İlk olarak çiğ süt standardize edilir. Ardından homojenizasyon ve ısıl işlem uygulanır. Akabinde içerisine kültür ilavesi yapılır. Kefirin son hali başlıca kullanılan kefir kültürüne göre değişiklik gösterir. Bu minvalde genellikle tercih edilen kefir, kaymaksı ve prüzsüz yapıda olan kefirdir. Bununla birlikte maya aktivitesine göre tat-koku çeşitliliği yaşanmaktadır.
Kefirin Bileşimi
Su :% 88-89
Süt asiti : % 0,8-0,9
Etil alkol: % 0,6-1,1
Süt şekeri / laktoz : % 1,7-2,7
Kazein: % 2,5-2,9
Mineraller: % 0,6-0,8
Albümin: % 0,1-0,3
Yağ: % 2,8-3,3
Kefire Sağlığını Veren Özellikler
Sütte bulunan tüm besin maddelerini ihtiva ettiği için kefir beslenme değeri oldukça yüksek bir besindir. Mikroorganizmaların yapmış olduğu etkiyle laktoz ve proteinlerde yaşanan değişimler kefirin hazmını kolaylaştıran faktörlerdir. Bunun yanı sıra bu maddeler kefir içeceğinin serinletici ve iştah açıcı özelliğini sağlayan tat ve aromayı oluşturur. Kefirde laktoz oranında azalma yaşanmaktadır. Bu nedenle laktoza duyarlı olan kişiler için de kefir tercih edilebilir içeceklerdendir.

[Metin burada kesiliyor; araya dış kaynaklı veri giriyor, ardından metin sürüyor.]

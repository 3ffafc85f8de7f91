//! Shared constants, tuning settings, and the player-facing log.

pub mod constants;
pub mod log;
pub mod settings;

pub use log::{LogColor, LogEntry, LogKind};
pub use settings::Settings;
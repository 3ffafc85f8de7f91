//! Player character state, leveling, and the round reducer.

pub mod leveling;
pub mod player;

pub use leveling::*;
pub use player::*;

Kefirin ticari amaçlı olarak meyve aromalı üretim biçimi de vardır. Plastik şişelerde, cam şişelerde bulunabilen ve kağıt paketlerde ambalajlanabilen kefirin CO2 kaybına uğraması için ambalajlama işlemlerine dikkat edilmelidir. CO2 varlığı kefirin hazmı kolaylaştırmasını sağlayan en önemli faktörlerden biridir.

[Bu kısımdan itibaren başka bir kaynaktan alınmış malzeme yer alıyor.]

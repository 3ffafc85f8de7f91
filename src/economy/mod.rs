//! Currency, merchant pricing, and trades.

pub mod currency;
pub mod pricing;
pub mod trade;

pub use currency::*;
pub use pricing::*;
pub use trade::*;
fn parse_ability(row: &Row) -> Option<AbilityDefinition> {
    let raw_id = required_id(row, "ability")?;
    let Ok(id) = raw_id.parse::<AbilityId>() else {
        debug!(id = %raw_id, "skill row is not a combat ability, skipped");
        return None;
    };
    let category = match coerce::string(row, "category").as_deref() {
        Some(c) if c.eq_ignore_ascii_case("passive") => AbilityCategory::Passive,
        _ => AbilityCategory::Active,
    };
    let bonus = coerce::string(row, "damageBonus").map(|_| coerce::int(row, "damageBonus", 0));
    let multiplier = coerce::string(row, "damageMultiplier")
        .map(|_| coerce::number(row, "damageMultiplier", 1.0))
        .filter(|m| *m > 0.0);
    let effect = if id == AbilityId::DoubleAttack {
        AbilityEffect::ExtraAttack
    } else {
        match (bonus, multiplier) {
            (Some(_), Some(m)) => {
                warn!(ability = %raw_id, "both damageBonus and damageMultiplier set, using multiplier");
                AbilityEffect::Multiplier(m)
            }
            (None, Some(m)) => AbilityEffect::Multiplier(m),
            (Some(b), None) => AbilityEffect::FlatBonus(b),
            (None, None) => AbilityEffect::FlatBonus(0),
        }
    };
    Some(AbilityDefinition {
        id,
        name: coerce::string_or(row, "name", id.name()),
        category,
        stamina_cost: coerce::int(row, "staminaCost", 0).max(0),
        base_proc_chance: proc_fraction(coerce::number(row, "procChance", 0.0)),
        effect,
        requires_shield: coerce::boolean(row, "requiresShield", id == AbilityId::Bash),
        requires_piercing_weapon: coerce::boolean(
            row,
            "requiresPiercing",
            id == AbilityId::Backstab,
        ),
        classes: coerce::list(row, "classes"),
    })
}

fn parse_spawn(row: &Row) -> Option<SpawnEntry> {
    let (Some(camp_id), Some(monster_id)) =
        (coerce::string(row, "campId"), coerce::string(row, "monsterId"))
    else {
        warn!("spawn row without campId/monsterId skipped");
        return None;
    };
    let level_range = match (row.get("minLevel"), row.get("maxLevel")) {
        (Some(_), Some(_)) => {
            let lo = coerce::uint(row, "minLevel", 1).max(1);
            let hi = coerce::uint(row, "maxLevel", lo).max(lo);
            Some((lo, hi))
        }
        _ => None,
    };
    Some(SpawnEntry {
        camp_id,
        monster_id,
        weight: coerce::number(row, "weight", 1.0).max(0.0),
        level_range,
    })
}

fn parse_merchant(row: &Row) -> Option<Merchant> {
    let id = required_id(row, "merchant")?;
    Some(Merchant {
        name: coerce::string_or(row, "name", &id),
        buy_rate: coerce::uint(row, "buyRate", MERCHANT_DEFAULT_BUY_RATE),
        sell_rate: coerce::uint(row, "sellRate", MERCHANT_DEFAULT_SELL_RATE),
        items: coerce::list(row, "items"),
        id,
    })
}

Türk Gıda Kodeksine Göre Kefirin İdeal Özellikleri ve Günlük Değişimleri
İyi bir kefir homojen, akıcı ve parlak olmalıdır. Topaklı yapıdaki bir kefir kusurlu sayılır. Kefir içimi esnasında hafif maya tadı ile aroması hissedilmelidir. Yine kefirin serinletici bir etki göstermesi de beklenir. Korunması esnasında kefirin asitlik, CO2 ve alkol oranı artış gösterir. Bundan dolayı tatlı, orta sert, sert ve çok sert gibi kefir sınıflandırmaları mevcuttur.
Kefirin Faydaları
Araştırmalar sonucunda kefirin iştahsızlık, uykusuzluk ve sinirsel rahatsızlıklara iyi geldiği saptanmıştır. Yine halk arasında kefirin bronşit, yüksek tansiyon ve safra rahatsızlıklarına iyi geldiği bilinmektedir. Düzenli olarak günlük minimum 500 ml kefir tüketiminin 6 ay sonunda gençleştirici etkiye sahip olduğu ve yaşlılar üzerinde kan dolaşımı, kalp faaliyeti, böbrek, metabolizma gibi sistemlere olumlu etkileri olduğu saptanmıştır.